Candidates Make maria.
Prospective Husband?!
Pfui, kuhembuskan my breath hard. I’m bored. Again, future husband in question. Imagine, already two months there is no topic that is more the trend in the home, apart from her husband.
Starting from Papi who always nyindir, already want to fondle grandchildren. Mami who repeatedly advised me not to be too picky cane. Then Bambang, my sister, who I hope can neutralize the atmosphere, did not stop teasing participate. Even the twins Rani-Rano, who still had ice em pe, went along with lecture.
“Ma’am Ajeng not already be an engineer, because I’m dong the time, thinking about family. Anyway, Rani at Rano not already want to be called ‘aunt and uncle’. Tika wrote the new sixth grade, his nephew already four! ”
“Yes, Ma’am. Nowadays, the woman must be aggressive.
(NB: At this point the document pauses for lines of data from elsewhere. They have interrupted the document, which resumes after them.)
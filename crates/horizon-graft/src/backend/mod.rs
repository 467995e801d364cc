//! Host platform backends.
//!
//! - [`WinitHost`]: real top-level windows on a winit event loop, with the
//!   toolkit drawable parented in as a native child.
//! - [`HeadlessHost`] and [`HeadlessSurface`]: in-memory host and toolkit
//!   that record every call, for tests and for running without a display.

pub mod headless;
mod native_child;
mod winit_host;

pub use headless::{
    ContentEvent, HeadlessHost, HeadlessSurface, HeadlessWindowProbe, SurfaceProbe,
};
pub use winit_host::WinitHost;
Mbak Ajeng hell, it works solely ngaji learn ama! “Rano replied twin words.
I could only stare, nemu where more opinions like that.
“Let there you learn!” Hardikku bit harsh.
“See, kaaaan?!?” Cried they both compact.
Huhh, basic twin!
***
“Ajeng …!”
I heard Mama call from the front. Slowly I rose from my desk. After smoothing the hijab, I’m out.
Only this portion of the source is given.